Land in Sicht! Alle Passagiere erreichen, erschöpft an Leib und Seele, Land. Die Insel Malta. Ein fremdes Land für sie. Und sie sind Fremde für die Einheimischen. Doch die lehnen die Schiffbrüchigen nicht ab: „Sie waren uns gegenüber ungewöhnlich freundlich“. Sie fragen nicht viel. Sie machen ein Feuer für die Gestrandeten, damit sie sich wärmen können. Und sie geben ihnen zu essen. Drei Monate überwintern die Schiffbrüchigen auf Malta, dann fahren sie weiter nach Rom. Wir beten darum, dass Christen Menschen in Not Gastfreundschaft gewähren, sich um sie sorgen und ihnen Hoffnung für die Zukunft geben. Wir beten darum, dass Menschen auch in geistlicher Kälte Heimat in unseren Gemeinden finden können.
„In der Gebetswoche geht es um die Einheit der Christen. Diese ist kein Selbstzweck, sondern sie ist besonders für den Notleidenden, Hilfsbedürftigen und Fremden offen. Unsere Einheit als Christen wird nicht nur dadurch entdeckt, dass wir einander Gastfreundschaft gewähren, so wichtig dies ist, sondern auch durch liebevolle Begegnungen mit denen, die unsere Sprache, unsere Kultur oder unseren Glauben nicht teilen.“ So heißt es in einem Text unserer Kirchen zur Gebetswoche. Gemeinsamkeit schafft Möglichkeiten der Hilfe für Menschen in Not. Gemeinsam sind wir stärker! „Das Beispiel aus der Apostelgeschichte macht uns deutlich, wie aus einer zufälligen Begegnung Gemeinschaft entstehen kann. Gemeinschaft über Grenzen hinweg mindert Not. Die Kirchen sehen sich in der Pflicht, solche Gemeinschaft zu fördern. Dies wird ihnen umso mehr gelingen, je mehr sie auch untereinander Gemeinschaft pflegen und Versöhnung suchen.“ So heißt es in der Erklärung unserer Kirchen zur Gebetswoche.
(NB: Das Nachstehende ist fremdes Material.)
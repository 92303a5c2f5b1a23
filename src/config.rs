//! Client configuration.
//!
//! Every field has a default, so a configuration file only needs to name the remote instance:
//!
//! ```yaml
//! instance: deploy.example.com:8080
//! rate_limit:
//!   burst: 20
//! backoff:
//!   randomization_factor: 0.5
//! ```

use crate::error::{ConfigError, DeployError};
use crate::rate_limit::TokenBucket;
use crate::retry::RetryPolicy;
use crate::{Backoff, Jitter};
use serde::{Deserialize, Serialize};
use std::path::Path;
use std::time::Duration;

/// Project whose deployments are synthetic health checks rather than user traffic.
pub const DEFAULT_PROBER_PROJECT: &str = "kubeflow-prober-deploy";

/// Top-level configuration for [`DeploymentClient`](crate::DeploymentClient).
#[derive(Debug, Clone, PartialEq, Serialize, Deserialize)]
pub struct ClientConfig {
    /// Base address of the remote service. `http://` is assumed when no scheme is given.
    #[serde(default)]
    pub instance: String,

    /// Per-request HTTP timeout in seconds.
    #[serde(default = "default_request_timeout_secs")]
    pub request_timeout_secs: u64,

    #[serde(default)]
    pub rate_limit: RateLimitConfig,

    #[serde(default)]
    pub backoff: BackoffConfig,

    /// Retry budget in seconds when the caller supplies no deadline.
    #[serde(default = "default_max_elapsed_secs")]
    pub default_max_elapsed_secs: u64,

    /// Deployments for this project are excluded from user completion counts.
    #[serde(default = "default_prober_project")]
    pub prober_project: String,
}

const fn default_request_timeout_secs() -> u64 {
    60
}

const fn default_max_elapsed_secs() -> u64 {
    30 * 60
}

fn default_prober_project() -> String {
    DEFAULT_PROBER_PROJECT.to_owned()
}

impl Default for ClientConfig {
    fn default() -> Self {
        Self {
            instance: String::new(),
            request_timeout_secs: default_request_timeout_secs(),
            rate_limit: RateLimitConfig::default(),
            backoff: BackoffConfig::default(),
            default_max_elapsed_secs: default_max_elapsed_secs(),
            prober_project: default_prober_project(),
        }
    }
}

/// Token bucket shared by every call to one instance.
#[derive(Debug, Clone, PartialEq, Eq, Serialize, Deserialize)]
pub struct RateLimitConfig {
    /// Milliseconds between token refills.
    #[serde(default = "default_refill_interval_ms")]
    pub refill_interval_ms: u64,
    /// Bucket capacity.
    #[serde(default = "default_burst")]
    pub burst: u32,
}

const fn default_refill_interval_ms() -> u64 {
    1000
}

const fn default_burst() -> u32 {
    100
}

impl Default for RateLimitConfig {
    fn default() -> Self {
        Self { refill_interval_ms: default_refill_interval_ms(), burst: default_burst() }
    }
}

/// Exponential backoff between retry attempts.
#[derive(Debug, Clone, PartialEq, Serialize, Deserialize)]
pub struct BackoffConfig {
    #[serde(default = "default_initial_interval_ms")]
    pub initial_interval_ms: u64,
    #[serde(default = "default_multiplier")]
    pub multiplier: f64,
    #[serde(default = "default_max_interval_ms")]
    pub max_interval_ms: u64,
    /// Proportional jitter in `[0, 1]`. Unset means no jitter.
    #[serde(default)]
    pub randomization_factor: Option<f64>,
}

const fn default_initial_interval_ms() -> u64 {
    3000
}

const fn default_multiplier() -> f64 {
    1.5
}

const fn default_max_interval_ms() -> u64 {
    60_000
}

impl Default for BackoffConfig {
    fn default() -> Self {
        Self {
            initial_interval_ms: default_initial_interval_ms(),
            multiplier: default_multiplier(),
            max_interval_ms: default_max_interval_ms(),
            randomization_factor: None,
        }
    }
}

impl ClientConfig {
    /// Configuration for `instance` with every other field defaulted.
    pub fn new(instance: impl Into<String>) -> Self {
        Self { instance: instance.into(), ..Self::default() }
    }

    /// Parse and validate a YAML (or JSON) document.
    pub fn from_yaml_str(raw: &str) -> Result<Self, ConfigError> {
        let config: Self = serde_yaml::from_str(raw)?;
        config.validate()?;
        Ok(config)
    }

    /// Read, parse and validate a configuration file.
    pub fn from_path(path: impl AsRef<Path>) -> Result<Self, ConfigError> {
        let raw = std::fs::read_to_string(path)?;
        Self::from_yaml_str(&raw)
    }

    pub fn validate(&self) -> Result<(), ConfigError> {
        if self.instance.trim().is_empty() {
            return Err(ConfigError::Missing("instance"));
        }
        if self.request_timeout_secs == 0 {
            return Err(ConfigError::Invalid("request_timeout_secs must be > 0".into()));
        }
        if self.rate_limit.burst == 0 {
            return Err(ConfigError::Invalid("rate_limit.burst must be > 0".into()));
        }
        if self.rate_limit.refill_interval_ms == 0 {
            return Err(ConfigError::Invalid("rate_limit.refill_interval_ms must be > 0".into()));
        }
        if self.default_max_elapsed_secs == 0 {
            return Err(ConfigError::Invalid("default_max_elapsed_secs must be > 0".into()));
        }
        self.backoff()?;
        self.jitter()?;
        Ok(())
    }

    pub fn request_timeout(&self) -> Duration {
        Duration::from_secs(self.request_timeout_secs)
    }

    pub fn default_max_elapsed(&self) -> Duration {
        Duration::from_secs(self.default_max_elapsed_secs)
    }

    pub fn backoff(&self) -> Result<Backoff, ConfigError> {
        let b = &self.backoff;
        if b.initial_interval_ms == 0 {
            return Err(ConfigError::Invalid("backoff.initial_interval_ms must be > 0".into()));
        }
        Backoff::exponential(Duration::from_millis(b.initial_interval_ms))
            .with_multiplier(b.multiplier)
            .and_then(|backoff| backoff.with_max(Duration::from_millis(b.max_interval_ms)))
            .map_err(|e| ConfigError::Invalid(format!("backoff: {}", e)))
    }

    pub fn jitter(&self) -> Result<Jitter, ConfigError> {
        match self.backoff.randomization_factor {
            None => Ok(Jitter::None),
            Some(factor) => Jitter::proportional(factor)
                .map_err(|e| ConfigError::Invalid(format!("backoff.randomization_factor: {}", e))),
        }
    }

    pub fn token_bucket(&self) -> TokenBucket {
        TokenBucket::new(
            Duration::from_millis(self.rate_limit.refill_interval_ms),
            self.rate_limit.burst,
        )
    }

    /// Retry policy for both orchestrator loops: transport, rate-limit and not-ready failures
    /// are retried, everything else is permanent.
    pub fn retry_policy(&self) -> Result<RetryPolicy<DeployError>, ConfigError> {
        RetryPolicy::builder()
            .backoff(self.backoff()?)
            .with_jitter(self.jitter()?)
            .max_elapsed(self.default_max_elapsed())
            .should_retry(DeployError::is_retryable)
            .build()
            .map_err(|e| ConfigError::Invalid(e.to_string()))
    }
}

#[cfg(test)]
mod tests {
    use super::*;

    #[test]
    fn defaults_match_service_contract() {
        let config = ClientConfig::from_yaml_str("instance: deploy.example.com").unwrap();
        assert_eq!(config.rate_limit, RateLimitConfig { refill_interval_ms: 1000, burst: 100 });
        assert_eq!(config.backoff.initial_interval_ms, 3000);
        assert_eq!(config.backoff.multiplier, 1.5);
        assert_eq!(config.backoff.max_interval_ms, 60_000);
        assert_eq!(config.default_max_elapsed(), Duration::from_secs(1800));
        assert_eq!(config.prober_project, DEFAULT_PROBER_PROJECT);
        assert_eq!(config.jitter().unwrap(), Jitter::None);
    }

    #[test]
    fn backoff_from_config_grows_and_caps() {
        let backoff = ClientConfig::new("x").backoff().unwrap();
        assert_eq!(backoff.delay(1), Duration::from_millis(3000));
        assert_eq!(backoff.delay(2), Duration::from_millis(4500));
        assert_eq!(backoff.delay(3), Duration::from_millis(6750));
        assert_eq!(backoff.delay(50), Duration::from_secs(60));
    }

    #[test]
    fn json_is_accepted() {
        let config = ClientConfig::from_yaml_str(
            r#"{"instance": "http://localhost:8080", "rate_limit": {"burst": 5}}"#,
        )
        .unwrap();
        assert_eq!(config.rate_limit.burst, 5);
        assert_eq!(config.rate_limit.refill_interval_ms, 1000);
        assert_eq!(config.token_bucket().capacity(), 5);
    }

    #[test]
    fn missing_instance_is_rejected() {
        let err = ClientConfig::from_yaml_str("rate_limit: {burst: 1}").unwrap_err();
        assert!(matches!(err, ConfigError::Missing("instance")));
    }

    #[test]
    fn invalid_values_are_rejected() {
        let cases = [
            "instance: x\nrate_limit: {burst: 0}",
            "instance: x\nrate_limit: {refill_interval_ms: 0}",
            "instance: x\nbackoff: {multiplier: 0.5}",
            "instance: x\nbackoff: {initial_interval_ms: 0}",
            "instance: x\nbackoff: {initial_interval_ms: 5000, max_interval_ms: 1000}",
            "instance: x\nbackoff: {randomization_factor: 1.5}",
            "instance: x\ndefault_max_elapsed_secs: 0",
            "instance: x\nrequest_timeout_secs: 0",
        ];
        for raw in cases {
            assert!(
                matches!(ClientConfig::from_yaml_str(raw), Err(ConfigError::Invalid(_))),
                "expected {raw:?} to be rejected"
            );
        }
    }

    #[test]
    fn randomization_factor_selects_proportional_jitter() {
        let raw = "instance: x\nbackoff: {randomization_factor: 0.5}";
        let config = ClientConfig::from_yaml_str(raw).unwrap();
        assert_eq!(config.jitter().unwrap(), Jitter::Proportional(0.5));
    }

    #[test]
    fn malformed_yaml_is_a_parse_error() {
        let err = ClientConfig::from_yaml_str("instance: [").unwrap_err();
        assert!(matches!(err, ConfigError::Parse(_)));
    }

    #[test]
    fn retry_policy_uses_configured_ceiling() {
        let mut config = ClientConfig::new("x");
        config.default_max_elapsed_secs = 90;
        let policy = config.retry_policy().unwrap();
        assert_eq!(policy.default_max_elapsed(), Duration::from_secs(90));
    }
}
„Wir bringen Christen zusammen“, dieses Ziel hat sich auch der Christenrat Fürstenfeldbruck/Emmering gesetzt. Wie steht es damit in Fürstenfeldbruck und Emmering? fragte Robert Reischmann am Schluss des ökumenischen Gebetstreffs. Die ökumenische Zusammenarbeit der christlichen Kirchen hat in Fürstenfeldbruck gute Fortschritte gemacht, betonte er. „Wir sind dankbar für das Erreichte. Aber es gibt auch noch manche Baustellen“. Er nannte zum Beispiel die Unwissenheit bei den Gläubigen der unterschiedlichen Konfessionen zum Thema Taufe und Trauung. Die Kirchen seien sich bei diesen Themen ähnlicher und anerkennender, als viele meinen. Nach wie vor schmerzhaft sei aber, dass es kein gemeinsames Abendmahl gebe. Dieses Problem sei nicht zu lösen, solange man nicht bereit sei, den Geistlichen der anderen Konfession im Amt anzuerkennen. Das wiederum sei weniger ein Problem der Gläubigen, sondern eines der Theologen untereinander. Mit unablässigem Gebet, vielen Gesprächen und Informationen könne man Vorurteile beseitigen und dem Wunsch Jesu Christi in der Bibel „Damit alle eins seien“ näherkommen. Auf diesem Weg zur Einheit aller Christen müsse sich jede Konfession fragen, was sie von ihrer eigenen Tradition aufgeben müsse, um einander näher zu kommen.
Mit dem „Vater unser“ schloss der Gebetstreff in der Neuapostolischen Kirche, an dem etwa 65 Personen aller christlichen Konfessionen aus der Kreisstadt teilnahmen. Die musikalische Gestaltung übernahmen hauptsächlich Jugendliche der Freien evangelischen Gemeinde.